I would hope that you could implement insertion sort and selection sort in about 30 minutes each, while merge sort and Quicksort may take closer to an hour each.
The biggest issue seems to be whether you hit bugs and how quickly you can identify those bugs.
Why were these sorting algorithms chosen? in specific, why was bubble sort not included?
I remember learning bubble sort when I searched about sorting before this class. Do you have any opinions on this algorithm and its role in the first steps of learning sorting?
Bubble sort is one of the worst O(n^2) algorithms in practice. No one should ever implement bubble sort. Owen Astrachan has written a longer explanation.
Are there particular data types or conditions where certain sorting algorithms tend to perform better or worse?
Insertion sort performs much better on already sorted (or mostly sorted) arrays. In fact, it’s O(n) for already sorted arrays.
Insertion sort performs much worse on reverse sorted (or mostly reverse-sorted) arrays.
Other than that, I’m not sure that order makes that much difference.
Regarding the pivot in Quicksort, do you want us to implement it so that the pivot is always randomly chosen?
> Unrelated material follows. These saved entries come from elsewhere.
//! Bookmark collection with toggle, search and JSON interchange.

use crate::page;
use fuzzy_matcher::skim::SkimMatcherV2;
use fuzzy_matcher::FuzzyMatcher;
use serde::Deserialize;
use std::collections::HashSet;
use tidewave_core::types::{now_millis, unique_id, Bookmark};
use tidewave_core::{TidewaveError, TidewaveResult};

/// What a toggle did
#[derive(Debug, Clone, PartialEq, Eq)]
pub enum BookmarkToggle {
    Added(Bookmark),
    Removed(Bookmark),
}

/// Result of a successful import
#[derive(Debug, Clone, Copy, PartialEq, Eq)]
pub struct ImportOutcome {
    pub imported: usize,
    pub skipped: usize,
}

/// Lenient shape accepted per array element on import
#[derive(Debug, Deserialize)]
#[serde(rename_all = "camelCase")]
struct ImportedBookmark {
    id: Option<String>,
    title: Option<String>,
    url: String,
    created_at: Option<i64>,
}

pub struct BookmarkManager {
    bookmarks: Vec<Bookmark>,
    matcher: SkimMatcherV2,
}

impl std::fmt::Debug for BookmarkManager {
    fn fmt(&self, f: &mut std::fmt::Formatter<'_>) -> std::fmt::Result {
        f.debug_struct("BookmarkManager")
            .field("bookmarks", &self.bookmarks)
            .finish()
    }
}

impl BookmarkManager {
    pub fn new(bookmarks: Vec<Bookmark>) -> Self {
        Self {
            bookmarks,
            matcher: SkimMatcherV2::default(),
        }
    }

    pub fn list(&self) -> &[Bookmark] {
        &self.bookmarks
    }

    pub fn is_bookmarked(&self, url: &str) -> bool {
        self.bookmarks.iter().any(|b| b.url == url)
    }

    /// Remove the bookmark for `url` if present, otherwise add one titled by
    /// the page-type rule.
    pub fn toggle(&mut self, url: &str) -> BookmarkToggle {
        if let Some(pos) = self.bookmarks.iter().position(|b| b.url == url) {
            let removed = self.bookmarks.remove(pos);
            tracing::info!("Removed bookmark {}: {}", removed.id, removed.url);
            return BookmarkToggle::Removed(removed);
        }

        let bookmark = Bookmark::new(page::title_for_url(url), url);
        tracing::info!("Added bookmark {}: {}", bookmark.id, bookmark.url);
        self.bookmarks.push(bookmark.clone());
        BookmarkToggle::Added(bookmark)
    }

    /// Remove a bookmark by id
    pub fn remove(&mut self, id: &str) -> TidewaveResult<Bookmark> {
        let pos = self
            .bookmarks
            .iter()
            .position(|b| b.id == id)
            .ok_or_else(|| TidewaveError::not_found(format!("bookmark {}", id)))?;
        Ok(self.bookmarks.remove(pos))
    }

    /// Fuzzy search over titles and URLs, best match first
    pub fn search(&self, query: &str) -> Vec<Bookmark> {
        let mut results: Vec<(i64, &Bookmark)> = self
            .bookmarks
            .iter()
            .filter_map(|b| {
                let title = self.matcher.fuzzy_match(&b.title, query);
                let url = self.matcher.fuzzy_match(&b.url, query);
                title.max(url).map(|score| (score, b))
            })
            .collect();

        results.sort_by(|a, b| b.0.cmp(&a.0));
        results.into_iter().map(|(_, b)| b.clone()).take(10).collect()
    }

    /// Serialize the whole collection as a JSON array
    pub fn export_all(&self) -> TidewaveResult<String> {
        Ok(serde_json::to_string_pretty(&self.bookmarks)?)
    }

    /// Replace the collection with the bookmarks in a JSON array document.
    ///
    /// Anything other than an array of objects carrying a `url` is rejected
    /// and the current collection is left untouched.
    pub fn import_all(&mut self, document: &str) -> TidewaveResult<ImportOutcome> {
        let value: serde_json::Value = serde_json::from_str(document)
            .map_err(|e| TidewaveError::import(format!("malformed JSON: {}", e)))?;

        let items = match value {
            serde_json::Value::Array(items) => items,
            other => {
                return Err(TidewaveError::import(format!(
                    "expected a JSON array, got {}",
                    json_kind(&other)
                )));
            }
        };

        let mut parsed = Vec::with_capacity(items.len());
        for (i, item) in items.into_iter().enumerate() {
            let entry: ImportedBookmark = serde_json::from_value(item)
                .map_err(|e| TidewaveError::import(format!("entry {}: {}", i, e)))?;
            parsed.push(entry);
        }

        let mut seen_urls = HashSet::new();
        let mut seen_ids = HashSet::new();
        let mut skipped = 0;
        let mut imported = Vec::with_capacity(parsed.len());

        for entry in parsed {
            if !seen_urls.insert(entry.url.clone()) {
                skipped += 1;
                continue;
            }

            let id = match entry.id {
                Some(id) if seen_ids.insert(id.clone()) => id,
                _ => {
                    let id = unique_id("bm");
                    seen_ids.insert(id.clone());
                    id
                }
            };

            imported.push(Bookmark {
                id,
                title: entry
                    .title
                    .filter(|t| !t.trim().is_empty())
                    .unwrap_or_else(|| page::title_for_url(&entry.url)),
                url: entry.url,
                created_at: entry.created_at.unwrap_or_else(now_millis),
            });
        }

        let outcome = ImportOutcome {
            imported: imported.len(),
            skipped,
        };
        self.bookmarks = imported;
        tracing::info!(
            "Imported {} bookmarks ({} duplicates skipped)",
            outcome.imported,
            outcome.skipped
        );
        Ok(outcome)
    }
}

fn json_kind(value: &serde_json::Value) -> &'static str {
    match value {
        serde_json::Value::Null => "null",
        serde_json::Value::Bool(_) => "a boolean",
        serde_json::Value::Number(_) => "a number",
        serde_json::Value::String(_) => "a string",
        serde_json::Value::Array(_) => "an array",
        serde_json::Value::Object(_) => "an object",
    }
}
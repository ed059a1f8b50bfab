//! Visited-history log, newest first and capped.
//!
//! Separate from the back/forward stack: this is what the history panel
//! lists, and it is never used for traversal.

use fuzzy_matcher::skim::SkimMatcherV2;
use fuzzy_matcher::FuzzyMatcher;
use tidewave_core::types::{now_millis, unique_id, HistoryItem};

pub struct VisitedHistory {
    items: Vec<HistoryItem>,
    limit: usize,
    matcher: SkimMatcherV2,
}

impl std::fmt::Debug for VisitedHistory {
    fn fmt(&self, f: &mut std::fmt::Formatter<'_>) -> std::fmt::Result {
        f.debug_struct("VisitedHistory")
            .field("items", &self.items.len())
            .field("limit", &self.limit)
            .finish()
    }
}

impl VisitedHistory {
    pub fn new(mut items: Vec<HistoryItem>, limit: usize) -> Self {
        let limit = limit.max(1);
        if items.len() > limit {
            tracing::debug!(len = items.len(), limit, "Trimming persisted visit log");
            items.truncate(limit);
        }

        Self {
            items,
            limit,
            matcher: SkimMatcherV2::default(),
        }
    }

    /// Most recent first
    pub fn items(&self) -> &[HistoryItem] {
        &self.items
    }

    /// Record a visit. Returns false when the newest entry already has this
    /// URL and nothing was added.
    pub fn record(&mut self, url: &str, title: impl Into<String>) -> bool {
        if self.items.first().is_some_and(|head| head.url == url) {
            return false;
        }

        self.items.insert(
            0,
            HistoryItem {
                id: unique_id("h"),
                title: title.into(),
                url: url.to_string(),
                timestamp: now_millis(),
            },
        );
        self.items.truncate(self.limit);
        true
    }

    pub fn remove(&mut self, id: &str) -> bool {
        let before = self.items.len();
        self.items.retain(|item| item.id != id);
        self.items.len() != before
    }

    pub fn clear(&mut self) {
        self.items.clear();
    }

    /// Fuzzy search over titles and URLs, best match first
    pub fn search(&self, query: &str) -> Vec<HistoryItem> {
        let mut results: Vec<(i64, &HistoryItem)> = self
            .items
            .iter()
            .filter_map(|item| {
                let title = self.matcher.fuzzy_match(&item.title, query);
                let url = self.matcher.fuzzy_match(&item.url, query);
                title.max(url).map(|score| (score, item))
            })
            .collect();

        // Stable sort keeps recency order between equal scores.
        results.sort_by(|a, b| b.0.cmp(&a.0));
        results
            .into_iter()
            .map(|(_, item)| item.clone())
            .take(10)
            .collect()
    }
}
//! Session state surviving a restart through the persistent store

use rand::rngs::mock::StepRng;
use tempfile::TempDir;
use tidewave_core::store::{keys, StoreExt};
use tidewave_core::types::{AdBlockStats, DownloadKind, DownloadStatus, PageVariant, Theme};
use tidewave_core::{Config, JsonFileStore, MemoryStore, TidewaveError};
use tidewave_shell::{BookmarkToggle, BrowserSession};

fn reopen(session: BrowserSession<MemoryStore>) -> BrowserSession<MemoryStore> {
    BrowserSession::open(session.into_store(), Config::default())
}

#[test]
fn adblock_totals_round_trip() {
    let mut store = MemoryStore::new();
    store.set(
        keys::AD_BLOCK_STATS,
        &AdBlockStats {
            total_blocked: 5,
            ..AdBlockStats::default()
        },
    );

    let session = BrowserSession::open(store, Config::default());
    assert_eq!(session.ad_block_stats().total_blocked, 5);
    assert_eq!(session.ad_block_stats().session_blocked, 0);
}

#[test]
fn session_restores_position_and_page() {
    let mut session = BrowserSession::open(MemoryStore::new(), Config::default());
    session.navigate("rust book");
    session.navigate("docs.rs");
    session.back();
    session.toggle_theme();

    let restored = reopen(session);
    assert_eq!(restored.history().len(), 3);
    assert_eq!(restored.history().current_index(), 1);
    assert_eq!(restored.active_page(), PageVariant::SearchResults);
    assert_eq!(restored.active_query(), "rust book");
    assert_eq!(restored.search_results().len(), 8);
    assert_eq!(restored.theme(), Theme::Light);
    assert!(!restored.is_loading());
}

#[test]
fn out_of_range_index_is_repaired() {
    let mut store = MemoryStore::new();
    store.insert_raw(
        keys::SESSION_HISTORY_STACK,
        r#"["internal://newtab","https://a.example"]"#,
    );
    store.insert_raw(keys::SESSION_HISTORY_INDEX, "9");

    let session = BrowserSession::open(store, Config::default());
    assert_eq!(session.history().current_index(), 1);
    assert_eq!(session.current_url(), "https://a.example");
    assert_eq!(session.store().raw(keys::SESSION_HISTORY_INDEX), Some("1"));
}

#[test]
fn corrupt_values_fall_back_to_defaults() {
    let mut store = MemoryStore::new();
    store.insert_raw(keys::BOOKMARKS, "{not json");
    store.insert_raw(keys::THEME, "\"purple\"");

    let session = BrowserSession::open(store, Config::default());
    assert_eq!(session.bookmarks().len(), 2);
    assert_eq!(session.theme(), Theme::Dark);
}

#[test]
fn bookmark_toggle_is_idempotent_and_persisted() {
    let mut session = BrowserSession::open(MemoryStore::new(), Config::default());
    let before = session.bookmarks().to_vec();

    assert!(matches!(
        session.toggle_bookmark("https://example.com"),
        BookmarkToggle::Added(_)
    ));
    let restored = reopen(session);
    assert!(restored.is_bookmarked("https://example.com"));

    let mut session = restored;
    session.toggle_bookmark("https://example.com");
    assert_eq!(reopen(session).bookmarks(), before.as_slice());
}

#[test]
fn import_rejection_leaves_bookmarks() {
    let mut session = BrowserSession::open(MemoryStore::new(), Config::default());
    let before = session.bookmarks().to_vec();

    let result = session.import_bookmarks("{}");
    assert!(matches!(result, Err(TidewaveError::Import(_))));
    assert_eq!(session.bookmarks(), before.as_slice());
}

#[test]
fn export_then_import_into_fresh_session() {
    let dir = TempDir::new().unwrap();
    let source = BrowserSession::open(MemoryStore::new(), Config::default());
    let path = source.export_bookmarks_to(dir.path()).unwrap();
    assert!(path.ends_with("tidewave_bookmarks.json"));

    let mut target = BrowserSession::open(MemoryStore::new(), Config::default());
    target.toggle_bookmark("https://only-here.example");
    let document = std::fs::read_to_string(&path).unwrap();
    let outcome = target.import_bookmarks(&document).unwrap();

    assert_eq!(outcome.imported, 2);
    assert_eq!(target.bookmarks(), source.bookmarks());
}

#[test]
fn downloads_progress_monotonically_and_persist() {
    let mut session =
        BrowserSession::open(MemoryStore::new(), Config::default()).with_rng(StepRng::new(0, 0));
    let id = session.start_download("big.iso", DownloadKind::File);

    let mut last = 0;
    for _ in 0..200 {
        session.tick_downloads();
        let item = session.downloads().iter().find(|d| d.id == id).unwrap();
        assert!(item.progress >= last);
        assert!(item.progress <= 100);
        assert_eq!(item.progress == 100, item.status == DownloadStatus::Completed);
        last = item.progress;
    }
    assert_eq!(last, 100);

    let restored = reopen(session);
    assert_eq!(restored.downloads()[0].status, DownloadStatus::Completed);
}

#[test]
fn json_file_store_survives_restart() {
    let dir = TempDir::new().unwrap();

    {
        let store = JsonFileStore::open(dir.path()).unwrap();
        let mut session = BrowserSession::open(store, Config::default());
        session.navigate("persisted.example");
        session.set_strict_mode(true);
    }

    let store = JsonFileStore::open(dir.path()).unwrap();
    let session = BrowserSession::open(store, Config::default());
    assert_eq!(session.current_url(), "https://persisted.example");
    assert!(session.ad_block_stats().strict_mode);
    assert!(dir.path().join("session.url.json").exists());
}
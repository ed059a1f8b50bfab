//! Tidewave Core Library
//!
//! This crate provides shared types, errors, configuration, logging and the
//! keyed persistent store for the Tidewave session engine.

pub mod config;
pub mod error;
pub mod logging;
pub mod store;
pub mod types;

pub use config::{Config, SeedBookmark};
pub use error::{TidewaveError, TidewaveResult};
pub use logging::{init_logging, LogConfig, LogFormat};
pub use store::{keys, JsonFileStore, MemoryStore, PersistentStore, StoreExt};
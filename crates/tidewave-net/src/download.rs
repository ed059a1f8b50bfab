//! Simulated downloads with progress tracking.
//!
//! Entries move Downloading -> Completed (or Error, which the simulation
//! never picks on its own). Progress is clamped at 100 and the status flips
//! in the same tick that reaches it.

use rand::Rng;
use tidewave_core::types::{now_millis, DownloadItem, DownloadKind, DownloadStatus};
use tidewave_core::{Config, TidewaveError, TidewaveResult};
use tracing::{debug, info, trace};

/// Download event emitted by the simulator.
#[derive(Debug, Clone, PartialEq, Eq)]
pub enum DownloadEvent {
    /// Download started.
    Started { id: u64, filename: String },
    /// Progress update.
    Progress { id: u64, progress: u8 },
    /// Download completed.
    Completed { id: u64 },
    /// Download failed.
    Failed { id: u64 },
}

/// Download simulator.
#[derive(Debug, Clone)]
pub struct DownloadSimulator {
    /// Most recent first.
    items: Vec<DownloadItem>,
    step_min: u32,
    step_max: u32,
}

impl DownloadSimulator {
    /// Create an empty simulator.
    pub fn new(config: &Config) -> Self {
        Self::from_items(Vec::new(), config)
    }

    /// Resume from persisted entries.
    pub fn from_items(items: Vec<DownloadItem>, config: &Config) -> Self {
        let step_min = config.download_step_min.max(1);
        let step_max = config.download_step_max.max(step_min);
        Self {
            items,
            step_min,
            step_max,
        }
    }

    fn next_id(&self) -> u64 {
        self.items
            .iter()
            .map(|item| item.id)
            .max()
            .map(|max| max + 1)
            .unwrap_or(1)
    }

    /// Start a download. The new entry is placed first.
    pub fn start<R: Rng + ?Sized>(
        &mut self,
        filename: impl Into<String>,
        kind: DownloadKind,
        rng: &mut R,
    ) -> (&DownloadItem, DownloadEvent) {
        let id = self.next_id();
        let filename = filename.into();

        info!(id, filename = %filename, ?kind, "Starting download");

        let item = DownloadItem {
            id,
            filename: filename.clone(),
            progress: 0,
            status: DownloadStatus::Downloading,
            size: display_size(kind, rng),
            kind,
            started_at: now_millis(),
        };
        self.items.insert(0, item);

        (&self.items[0], DownloadEvent::Started { id, filename })
    }

    /// Advance every active download by a random step.
    pub fn tick<R: Rng + ?Sized>(&mut self, rng: &mut R) -> Vec<DownloadEvent> {
        let mut events = Vec::new();

        for item in self.items.iter_mut().filter(|item| item.is_active()) {
            let step = rng.gen_range(self.step_min..=self.step_max);
            let next = u32::from(item.progress) + step;

            if next >= 100 {
                item.progress = 100;
                item.status = DownloadStatus::Completed;
                info!(id = item.id, filename = %item.filename, "Download completed");
                events.push(DownloadEvent::Completed { id: item.id });
            } else {
                // next < 100 here, so the narrowing is lossless
                item.progress = next as u8;
                trace!(id = item.id, progress = item.progress, "Download progress");
                events.push(DownloadEvent::Progress {
                    id: item.id,
                    progress: item.progress,
                });
            }
        }

        events
    }

    /// Mark an active download as failed.
    pub fn fail(&mut self, id: u64) -> TidewaveResult<DownloadEvent> {
        let item = self
            .items
            .iter_mut()
            .find(|item| item.id == id)
            .ok_or_else(|| TidewaveError::not_found(format!("download {}", id)))?;

        if !item.is_active() {
            return Err(TidewaveError::invalid_state(format!(
                "download {} already finished",
                id
            )));
        }

        item.status = DownloadStatus::Error;
        debug!(id, "Download marked as failed");
        Ok(DownloadEvent::Failed { id })
    }

    /// Remove a download from the list.
    pub fn remove(&mut self, id: u64) -> bool {
        let before = self.items.len();
        self.items.retain(|item| item.id != id);
        self.items.len() != before
    }

    /// Remove completed/failed downloads.
    pub fn clear_finished(&mut self) -> usize {
        let before = self.items.len();
        self.items.retain(|item| item.is_active());
        before - self.items.len()
    }

    pub fn active_count(&self) -> usize {
        self.items.iter().filter(|item| item.is_active()).count()
    }

    pub fn get(&self, id: u64) -> Option<&DownloadItem> {
        self.items.iter().find(|item| item.id == id)
    }

    /// List all downloads, most recent first.
    pub fn items(&self) -> &[DownloadItem] {
        &self.items
    }
}

fn display_size<R: Rng + ?Sized>(kind: DownloadKind, rng: &mut R) -> String {
    let megabytes = match kind {
        DownloadKind::Video => rng.gen_range(50.0..900.0),
        DownloadKind::File => rng.gen_range(0.5..120.0),
    };
    format!("{:.1} MB", megabytes)
}
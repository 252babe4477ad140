//! Request validation and task orchestration.
//!
//! A task payload moves through a fixed sequence: shape checks, CSV
//! parsing, then either the analyze branch (classification + suggestions)
//! or the create branch (chart parameter validation + rendering). Checks
//! run in a contractual order and the first failure short-circuits with a
//! check-specific error.

use crate::csv_reader::{self, CsvError};
use crate::error::TaskError;
use crate::graph::{self, ChartRequest};
use crate::infer::{self, ColumnType};
use crate::suggest;
use crate::ChartKind;
use serde::Serialize;
use serde_json::Value as JsonValue;
use std::collections::HashMap;

/// Result of the analyze branch, shaped for the response envelope.
#[derive(Debug, Serialize)]
#[serde(rename_all = "camelCase")]
pub struct AnalysisResult {
    pub suggested_chart_types: Vec<ChartKind>,
    pub analysis_details: AnalysisDetails,
}

#[derive(Debug, Serialize)]
#[serde(rename_all = "camelCase")]
pub struct AnalysisDetails {
    pub numeric_columns: Vec<String>,
    pub category_columns: Vec<String>,
    pub time_columns: Vec<String>,
    pub boolean_columns: Vec<String>,
    pub all_column_types: HashMap<String, ColumnType>,
}

/// Successful task outcome, one variant per task type.
#[derive(Debug)]
pub enum TaskOutcome {
    Analysis(AnalysisResult),
    Chart(String),
}

/// Run one task payload to completion or failure.
///
/// The payload arrives as loosely typed JSON on purpose: each field is
/// checked individually so every failure maps to its own error code
/// rather than a generic deserialization error.
pub fn run_task(payload: &JsonValue) -> Result<TaskOutcome, TaskError> {
    let task = payload.as_object().ok_or_else(|| {
        TaskError::BadRequest("Invalid or missing JSON payload.".to_string())
    })?;

    let task_type = task.get("taskType").and_then(JsonValue::as_str);
    let task_type = match task_type {
        Some(t @ ("analyze" | "create")) => t,
        _ => {
            return Err(TaskError::InvalidTaskType(
                "Missing or invalid taskType field (must be 'analyze' or 'create')."
                    .to_string(),
            ))
        }
    };

    let csv_data = task.get("csvData").and_then(JsonValue::as_str);
    let csv_data = match csv_data {
        Some(s) if !s.trim().is_empty() => s,
        _ => {
            return Err(TaskError::MissingInput(
                "Missing or empty csvData field (string) is required.".to_string(),
            ))
        }
    };

    let dataset = csv_reader::parse_csv(csv_data).map_err(|e| match e {
        CsvError::Malformed(_) => TaskError::InvalidCsvFormat(e.to_string()),
        CsvError::Empty => TaskError::EmptyData(e.to_string()),
    })?;

    match task_type {
        "analyze" => {
            tracing::info!("routing task to analyze branch");
            let analysis = infer::classify(&dataset);
            let suggested_chart_types = suggest::suggest(&analysis);
            Ok(TaskOutcome::Analysis(AnalysisResult {
                suggested_chart_types,
                analysis_details: AnalysisDetails {
                    numeric_columns: analysis.numeric_columns,
                    category_columns: analysis.category_columns,
                    time_columns: analysis.time_columns,
                    boolean_columns: analysis.boolean_columns,
                    all_column_types: analysis.column_types,
                },
            }))
        }
        "create" => {
            tracing::info!("routing task to create branch");
            let (kind, request) = validate_chart_params(task, &dataset.headers)?;
            let data_uri = graph::render_chart(&dataset, kind, &request)
                .map_err(|e| TaskError::ChartGenerationFailed(format!("{e:#}")))?;
            Ok(TaskOutcome::Chart(data_uri))
        }
        // taskType was validated above; reaching here means the routing
        // and validation fell out of sync
        _ => Err(TaskError::UnexpectedState(
            "Task routing reached an unhandled task type.".to_string(),
        )),
    }
}

/// Validate create-task parameters in contractual order; the first failing
/// check wins and later checks are not evaluated.
fn validate_chart_params(
    task: &serde_json::Map<String, JsonValue>,
    headers: &[String],
) -> Result<(ChartKind, ChartRequest), TaskError> {
    // (i) chartType present and one of bar/line/pie
    let kind = task
        .get("chartType")
        .and_then(JsonValue::as_str)
        .and_then(ChartKind::from_name)
        .ok_or_else(|| {
            TaskError::InvalidParameter(
                "Invalid or missing chartType (must be bar, line, or pie) for create task."
                    .to_string(),
            )
        })?;

    // (ii) options present and an object
    let options = task
        .get("options")
        .and_then(JsonValue::as_object)
        .ok_or_else(|| {
            TaskError::MissingParameter("Missing options object for create task.".to_string())
        })?;

    // (iii) labelColumn present and a string
    let label_column = options
        .get("labelColumn")
        .and_then(JsonValue::as_str)
        .ok_or_else(|| {
            TaskError::MissingParameter(
                "Missing or invalid options.labelColumn (string).".to_string(),
            )
        })?;

    // (iv) dataColumns present, an array, non-empty
    let data_columns = options
        .get("dataColumns")
        .and_then(JsonValue::as_array)
        .filter(|a| !a.is_empty())
        .ok_or_else(|| {
            TaskError::MissingParameter(
                "Missing or invalid options.dataColumns (non-empty array).".to_string(),
            )
        })?;

    // (v) labelColumn exists in the parsed headers
    if !headers.iter().any(|h| h == label_column) {
        return Err(TaskError::InvalidParameter(format!(
            "Label column '{label_column}' not found in CSV headers."
        )));
    }

    // (vi) every dataColumns entry is a string naming a parsed header
    let mut columns: Vec<String> = Vec::with_capacity(data_columns.len());
    for col in data_columns {
        match col.as_str() {
            Some(name) if headers.iter().any(|h| h == name) => {
                columns.push(name.to_string());
            }
            _ => {
                let shown = col
                    .as_str()
                    .map(str::to_string)
                    .unwrap_or_else(|| col.to_string());
                return Err(TaskError::InvalidParameter(format!(
                    "Data column '{shown}' is invalid or not found in CSV headers."
                )));
            }
        }
    }

    let title = options
        .get("title")
        .and_then(JsonValue::as_str)
        .map(str::to_string);

    Ok((
        kind,
        ChartRequest {
            label_column: label_column.to_string(),
            data_columns: columns,
            title,
        },
    ))
}

#[cfg(test)]
mod tests {
    use super::*;
    use serde_json::json;

    fn expect_err(payload: JsonValue) -> TaskError {
        run_task(&payload).unwrap_err()
    }

    #[test]
    fn test_payload_must_be_object() {
        assert!(matches!(
            expect_err(json!("not an object")),
            TaskError::BadRequest(_)
        ));
    }

    #[test]
    fn test_task_type_checked_before_csv() {
        let err = expect_err(json!({ "csvData": "a,b\n1,2" }));
        assert!(matches!(err, TaskError::InvalidTaskType(_)));

        let err = expect_err(json!({ "taskType": "delete", "csvData": "a,b\n1,2" }));
        assert!(matches!(err, TaskError::InvalidTaskType(_)));
    }

    #[test]
    fn test_missing_or_blank_csv() {
        let err = expect_err(json!({ "taskType": "analyze" }));
        assert!(matches!(err, TaskError::MissingInput(_)));

        let err = expect_err(json!({ "taskType": "analyze", "csvData": "   " }));
        assert!(matches!(err, TaskError::MissingInput(_)));
    }

    #[test]
    fn test_malformed_vs_empty_csv() {
        let err = expect_err(json!({
            "taskType": "analyze",
            "csvData": "a,b\n\"oops,2"
        }));
        assert!(matches!(err, TaskError::InvalidCsvFormat(_)));

        let err = expect_err(json!({ "taskType": "analyze", "csvData": "h1,h2" }));
        assert!(matches!(err, TaskError::EmptyData(_)));
    }

    #[test]
    fn test_analyze_outcome() {
        let outcome = run_task(&json!({
            "taskType": "analyze",
            "csvData": "category,value\nAlpha,10\nBeta,20"
        }))
        .unwrap();
        let analysis = match outcome {
            TaskOutcome::Analysis(a) => a,
            other => panic!("expected analysis, got {other:?}"),
        };
        assert_eq!(
            analysis.suggested_chart_types,
            vec![ChartKind::Bar, ChartKind::Pie, ChartKind::Line]
        );
        assert_eq!(analysis.analysis_details.numeric_columns, vec!["value"]);
        assert_eq!(analysis.analysis_details.category_columns, vec!["category"]);
    }

    #[test]
    fn test_chart_type_checked_before_options() {
        // Both chartType and options are wrong: chartType failure wins
        let err = expect_err(json!({
            "taskType": "create",
            "csvData": "a,b\n1,2",
            "chartType": "bubble"
        }));
        match err {
            TaskError::InvalidParameter(msg) => assert!(msg.contains("chartType"), "{msg}"),
            other => panic!("expected InvalidParameter, got {other:?}"),
        }
    }

    #[test]
    fn test_missing_options_object() {
        let err = expect_err(json!({
            "taskType": "create",
            "csvData": "a,b\n1,2",
            "chartType": "bar"
        }));
        assert!(matches!(err, TaskError::MissingParameter(_)));
    }

    #[test]
    fn test_missing_label_column_field() {
        let err = expect_err(json!({
            "taskType": "create",
            "csvData": "a,b\n1,2",
            "chartType": "bar",
            "options": { "dataColumns": ["b"] }
        }));
        match err {
            TaskError::MissingParameter(msg) => assert!(msg.contains("labelColumn"), "{msg}"),
            other => panic!("expected MissingParameter, got {other:?}"),
        }
    }

    #[test]
    fn test_empty_data_columns_array() {
        let err = expect_err(json!({
            "taskType": "create",
            "csvData": "a,b\n1,2",
            "chartType": "bar",
            "options": { "labelColumn": "a", "dataColumns": [] }
        }));
        match err {
            TaskError::MissingParameter(msg) => assert!(msg.contains("dataColumns"), "{msg}"),
            other => panic!("expected MissingParameter, got {other:?}"),
        }
    }

    #[test]
    fn test_unknown_label_column() {
        let err = expect_err(json!({
            "taskType": "create",
            "csvData": "a,b\n1,2",
            "chartType": "bar",
            "options": { "labelColumn": "c", "dataColumns": ["b"] }
        }));
        match err {
            TaskError::InvalidParameter(msg) => {
                assert!(msg.contains("'c'"), "{msg}");
                assert!(msg.contains("not found"), "{msg}");
            }
            other => panic!("expected InvalidParameter, got {other:?}"),
        }
    }

    #[test]
    fn test_unknown_data_column() {
        let err = expect_err(json!({
            "taskType": "create",
            "csvData": "a,b\n1,2",
            "chartType": "bar",
            "options": { "labelColumn": "a", "dataColumns": ["b", "nope"] }
        }));
        match err {
            TaskError::InvalidParameter(msg) => assert!(msg.contains("'nope'"), "{msg}"),
            other => panic!("expected InvalidParameter, got {other:?}"),
        }
    }

    #[test]
    fn test_non_string_data_column_entry() {
        let err = expect_err(json!({
            "taskType": "create",
            "csvData": "a,b\n1,2",
            "chartType": "bar",
            "options": { "labelColumn": "a", "dataColumns": [7] }
        }));
        assert!(matches!(err, TaskError::InvalidParameter(_)));
    }

    #[test]
    fn test_create_outcome_is_data_uri() {
        let outcome = run_task(&json!({
            "taskType": "create",
            "csvData": "a,b\n1,2\n3,4",
            "chartType": "bar",
            "options": { "labelColumn": "a", "dataColumns": ["b"], "title": "T" }
        }))
        .unwrap();
        match outcome {
            TaskOutcome::Chart(uri) => assert!(uri.starts_with("data:image/png;base64,")),
            other => panic!("expected chart, got {other:?}"),
        }
    }
}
Or can we just choose a pivot (first/middle/last) and use that each time?
I’d prefer that you choose a random pivot. It tends to give a better running time. Picking the median of three random pivots may be even better.
There are lots of different Quicksorts out there. Do you care which we implement?
You can implement whichever you want, provide it has the key aspects of Quicksort. (UM): Divide and conquer algorithm, divide by a pivot (hopefully close to median), and rely on randomness to hope that get a good pivot.
*I don’t have any good ideas on how to get started.
“Hey ChatGPT, how can I write a fast sorting algorithm?”
Does my sort have to be stable?
Nope.
May we take advantage of parallel processing in our sorting algorithm?
No.
If I use randomness, isn’t there a chance that my algorithm will be inconsistent; sometimes fast and sometimes slow?
Certainly. The competition has multiple rounds to help alleviate such issues.
Do we get to know what’s different rounds of testing your competition will have?
I’m likely to do something like the
competeaspect inSortTools.
How different should our own sorting algorithm be from already existing algorithms to be considered “our own”? Can we implement an already existing algorithm that is not already included in the project?
It can be similar. I’d like you to play with what changes you can make to extant algorithms to make them work better (and/or what other ideas you can come up with).
What do you mean by creating your own sort? Does it mean that I can scan the whole array, and choose a fitting sorting technique based on the features? Or actually, create a new sorting technique similar to the ones we are implementing in part b?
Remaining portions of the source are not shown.